Traws Pharma has deferred a planned mid-stage flu trial after the U.K.'s medicines regulator issued a negative review, the second time in less than a year that a Western regulator has pushed back on the company's lead antiviral over safety concerns the company has not fully disclosed.
The Phase 2a study of tivoxavir marboxil, or TXM, was designed to test the drug by intentionally infecting roughly 150 healthy volunteers with seasonal flu under controlled conditions, a so-called human challenge trial. The U.K. Medicines and Healthcare products Regulatory Agency declined to clear the protocol, prompting Traws to delay a study that had been scheduled to begin in June, according to Fierce Biotech reporting.
The decision leaves Traws without a clear path forward for a drug meant to anchor its flu business. Roughly $20 million in funding is tied to the deferred trial — $10 million linked to MHRA approval for the challenge study and a further $10 million tied to the announcement of trial data — and the company is now actively advancing backup antiviral candidates with TXM-like long-duration pharmacokinetics and, in Traws's own framing, "devoid of any mutagenic potential," per the same Fierce Biotech report.
The mutagenicity language is the thread that ties the two regulatory setbacks together. In 2025 the U.S. Food and Drug Administration refused to let Traws pursue TXM for bird flu, citing the drug's animal-data profile. Traws responded by pivoting to a human-challenge design in healthy volunteers, a study format that lets a small, controlled trial substitute for the larger field trials regulators usually require. Challenge trials in healthy volunteers come with a higher regulatory bar, especially for a drug that regulators have already asked questions about.
The U.K. agency's specific objections are not stated in Traws's announcement or in the available reporting. The strongest public clue is the same one the FDA flagged: the drug's potential to damage DNA. Traws's statement says only that the company is taking "next steps" and that the negative review will not delay its other programs.

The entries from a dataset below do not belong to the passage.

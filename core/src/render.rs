//! # Graph Description
//!
//! Builds the Graphviz `digraph` text for an edge list. The layout itself is
//! left to the renderer; this module only decides node styling, optional
//! tiering and edge labels.
//!
//! Device names are rewritten (`-` and `.` become `_`) because the
//! description uses them as bare identifiers. Names starting with a digit,
//! such as neighbors known only by IP address, are quoted as well.

use std::collections::BTreeMap;

use topogen_common::config::{GraphLayout, TierMap};
use topogen_common::model::Edge;
use tracing::warn;

mod graphviz;

pub use graphviz::{GRAPH_FILE, Graphviz};

/// Above this many edges the graph is laid out left to right.
const LEFT_TO_RIGHT_THRESHOLD: usize = 20;

/// Turns a device name into a DOT node ID.
pub fn sanitize(name: &str) -> String {
    let id = name.replace(['-', '.'], "_");
    if id.starts_with(|c: char| c.is_ascii_digit()) {
        format!("\"{id}\"")
    } else {
        id
    }
}

/// Renders `edges` into a Graphviz description.
pub fn describe<E: Edge>(edges: &[E], port_labels: bool, layout: &GraphLayout) -> String {
    let mut out = String::from("digraph topology {\n");
    match layout {
        GraphLayout::Automatic => out.push_str("size=\"8,5\"\n"),
        GraphLayout::Tiered(_) => {}
    }
    out.push_str("node [shape = box];\n");
    if edges.len() > LEFT_TO_RIGHT_THRESHOLD {
        out.push_str("rankdir=\"LR\"\n");
    }

    match layout {
        GraphLayout::Automatic => {
            for edge in edges {
                out.push_str(&edge_statement(edge, port_labels, ""));
            }
            out.push_str("}\n");
        }
        GraphLayout::Tiered(tiers) => {
            out.push_str(&tier_subgraphs(edges, tiers));
            out.push_str("subgraph connector {\n");
            for edge in edges {
                out.push_str(&edge_statement(edge, port_labels, ",labelfontsize=0.5"));
            }
            out.push_str("}\n}\n");
        }
    }

    out
}

fn edge_statement<E: Edge>(edge: &E, port_labels: bool, label_attrs: &str) -> String {
    let a = sanitize(edge.device_a());
    let b = sanitize(edge.device_b());
    if port_labels {
        format!(
            "{a} -> {b} [ label = \"{}<------>{}\"{label_attrs} ]\n",
            edge.port_a(),
            edge.port_b()
        )
    } else {
        format!("{a} -> {b}\n")
    }
}

/// One subgraph per tier, top tier first.
fn tier_subgraphs<E: Edge>(edges: &[E], tiers: &TierMap) -> String {
    let mut members: BTreeMap<u8, Vec<String>> = BTreeMap::new();
    let mut placed: Vec<&str> = Vec::new();

    for device in edges.iter().flat_map(|edge| [edge.device_a(), edge.device_b()]) {
        if placed.contains(&device) {
            continue;
        }
        placed.push(device);

        match tiers.tier_of(device) {
            Some(tier) => members.entry(tier).or_default().push(sanitize(device)),
            None => warn!("{device} has no tier assigned; its placement is left to the renderer"),
        }
    }

    let levels = tiers.levels();
    let mut out = String::new();

    for level in (1..=levels).rev() {
        let (rank, color) = match level {
            1 => ("max", "green"),
            2 if levels == 2 => ("min", "red"),
            2 => ("same", "red"),
            _ => ("min", "yellow"),
        };

        out.push_str(&format!("subgraph level{level} {{\n"));
        out.push_str(&format!("rank={rank};\n"));
        out.push_str(&format!(
            "node[style=filled, shape=box, color={color}, fontsize=8];\n"
        ));
        for device in members.get(&level).into_iter().flatten() {
            out.push_str(&format!("{device};\n"));
        }
        out.push_str("}\n");
    }

    out
}
//! # Topology Service
//!
//! Runs a full generation for a list of target devices:
//!
//! 1. **Gather** every device's LLDP table.
//! 2. **Deduplicate** mirrored rows into links (fatal on bad data).
//! 3. **Resolve** unmanaged ports, if requested.
//! 4. **Consolidate** parallel links, if requested.
//! 5. **Report** the topology as text.
//! 6. **Render** the graph and **deliver** the files (both best effort).
//!
//! Each stage consumes the complete output of the one before it. Nothing is
//! written to disk until step 5, so a fatal error leaves no partial output.

use std::path::PathBuf;

use topogen_common::config::Config;
use topogen_common::error::{Result, TopologyError};
use topogen_common::model::{ConsolidatedEdge, Link};
use topogen_common::source::{AdjacencySource, DeliverySink, GraphRenderer, PortInventorySource};
use tracing::{info, warn};

use crate::gather::{self, ProgressFn};
use crate::{consolidate, dedup, render, report, unmanaged};

/// Final edge list, consolidated or not.
#[derive(Debug, Clone, PartialEq, Eq)]
pub enum Topology {
    Links(Vec<Link>),
    Consolidated(Vec<ConsolidatedEdge>),
}

impl Topology {
    pub fn len(&self) -> usize {
        match self {
            Topology::Links(links) => links.len(),
            Topology::Consolidated(edges) => edges.len(),
        }
    }

    pub fn is_empty(&self) -> bool {
        self.len() == 0
    }

    pub fn report_lines(&self) -> Vec<String> {
        match self {
            Topology::Links(links) => links.iter().map(report::report_line).collect(),
            Topology::Consolidated(edges) => edges.iter().map(report::report_line).collect(),
        }
    }

    fn write_report(&self, cfg: &Config) -> Result<PathBuf> {
        match self {
            Topology::Links(links) => report::write_report(links, &cfg.output_dir),
            Topology::Consolidated(edges) => report::write_report(edges, &cfg.output_dir),
        }
    }

    fn describe(&self, cfg: &Config) -> Option<String> {
        let layout = cfg.graph.as_ref()?;
        Some(match self {
            Topology::Links(links) => render::describe(links, cfg.port_labels, layout),
            Topology::Consolidated(edges) => render::describe(edges, cfg.port_labels, layout),
        })
    }
}

/// What a run produced.
#[derive(Debug)]
pub struct GenerationOutcome {
    pub topology: Topology,
    /// Files written, report first.
    pub artifacts: Vec<PathBuf>,
    /// Set when the graph was requested but could not be rendered.
    pub rendering_error: Option<TopologyError>,
}

/// Application service wiring the pipeline stages to their collaborators.
pub struct TopologyService {
    adjacency: Box<dyn AdjacencySource>,
    inventory: Box<dyn PortInventorySource>,
    renderer: Box<dyn GraphRenderer>,
    delivery: Option<Box<dyn DeliverySink>>,
    on_device: Option<ProgressFn>,
}

impl TopologyService {
    pub fn new(
        adjacency: Box<dyn AdjacencySource>,
        inventory: Box<dyn PortInventorySource>,
        renderer: Box<dyn GraphRenderer>,
    ) -> Self {
        Self {
            adjacency,
            inventory,
            renderer,
            delivery: None,
            on_device: None,
        }
    }

    pub fn with_delivery(mut self, delivery: Box<dyn DeliverySink>) -> Self {
        self.delivery = Some(delivery);
        self
    }

    /// Registers a callback invoked as each device is queried.
    pub fn on_device(mut self, callback: ProgressFn) -> Self {
        self.on_device = Some(callback);
        self
    }

    /// Builds the topology of `devices` and writes it out per `cfg`.
    pub async fn generate(&self, devices: &[String], cfg: &Config) -> Result<GenerationOutcome> {
        let topology = self.build(devices, cfg).await?;

        let report = topology.write_report(cfg)?;
        info!("Text topology written to {}", report.display());
        let mut artifacts = vec![report];

        let mut rendering_error = None;
        if let Some(description) = topology.describe(cfg) {
            match self.renderer.render(&description, &cfg.output_dir) {
                Ok(files) => artifacts.extend(files),
                Err(e) => {
                    warn!("{e}; the text topology is still available");
                    rendering_error = Some(e);
                }
            }
        } else {
            info!("Graph not generated as requested");
        }

        if let Some(delivery) = &self.delivery {
            if let Err(e) = delivery.deliver(&artifacts) {
                warn!("Could not deliver the generated files: {e:#}");
            }
        }

        Ok(GenerationOutcome {
            topology,
            artifacts,
            rendering_error,
        })
    }

    /// Runs the in-memory stages only; nothing is written.
    pub async fn build(&self, devices: &[String], cfg: &Config) -> Result<Topology> {
        if devices.is_empty() {
            return Err(TopologyError::NoTargets);
        }

        let records = gather::gather_adjacency(
            devices,
            self.adjacency.as_ref(),
            cfg.query_timeout,
            self.on_device.as_ref(),
        )
        .await;
        info!("Collected {} LLDP entries from {} device(s)", records.len(), devices.len());

        let mut links = dedup::deduplicate(&records)?;
        info!("{} unique link(s) after removing duplicates", links.len());

        if cfg.include_unmanaged {
            let unmanaged = unmanaged::resolve_unmanaged(
                devices,
                self.inventory.as_ref(),
                &links,
                cfg.query_timeout,
            )
            .await;
            info!("{} unmanaged port(s) found", unmanaged.len());
            links.extend(unmanaged.into_iter().map(Link::from));
        }

        Ok(if cfg.consolidate {
            Topology::Consolidated(consolidate::consolidate(&links))
        } else {
            Topology::Links(links)
        })
    }
}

What a human challenge trial actually looks like helps explain why regulators treat them with extra caution. A sponsor recruits healthy adults, screens them carefully, and then deliberately exposes them to the pathogen under quarantine, in this case seasonal flu, so that researchers can measure whether a drug blunts infection or symptoms in a tight, controlled setting. Because volunteers are being made sick on purpose, regulators want strong evidence that the drug itself does not introduce a separate risk. Concerns about a drug's potential to damage DNA sit squarely in that category.
Traws is now redesigning around that bar. The company is searching its portfolio for compounds with the same long-acting profile as TXM, which can be given as a single dose, but without the mutagenicity question. The framing matters: Traws is pitching this as a search for compounds that will "exclude potential regulatory concerns," not a retreat.
The pressure is real. Robert Redfield, who ended a stint as director of the U.S. Centers for Disease Control and Prevention in 2023 after beginning in 2018, serves as Traws's chief medical officer. Iain Dukes is the company's CEO. The $20 million tied to the deferred trial is part of the company's runway math — Traws's cash extends into the first quarter of next year — and the silence on what the U.K. agency flagged leaves investors and clinicians reading the same tea leaves: a regulator, asked to clear a drug for prophylactic use in healthy people, said no, and the company is not yet saying why.
The open question is what, exactly, the U.K. agency flagged. Traws's announcement does not say, and the most useful next document would be a fuller account of the review itself, paired with a primary Traws statement and an hVIVO confirmation of the study's status.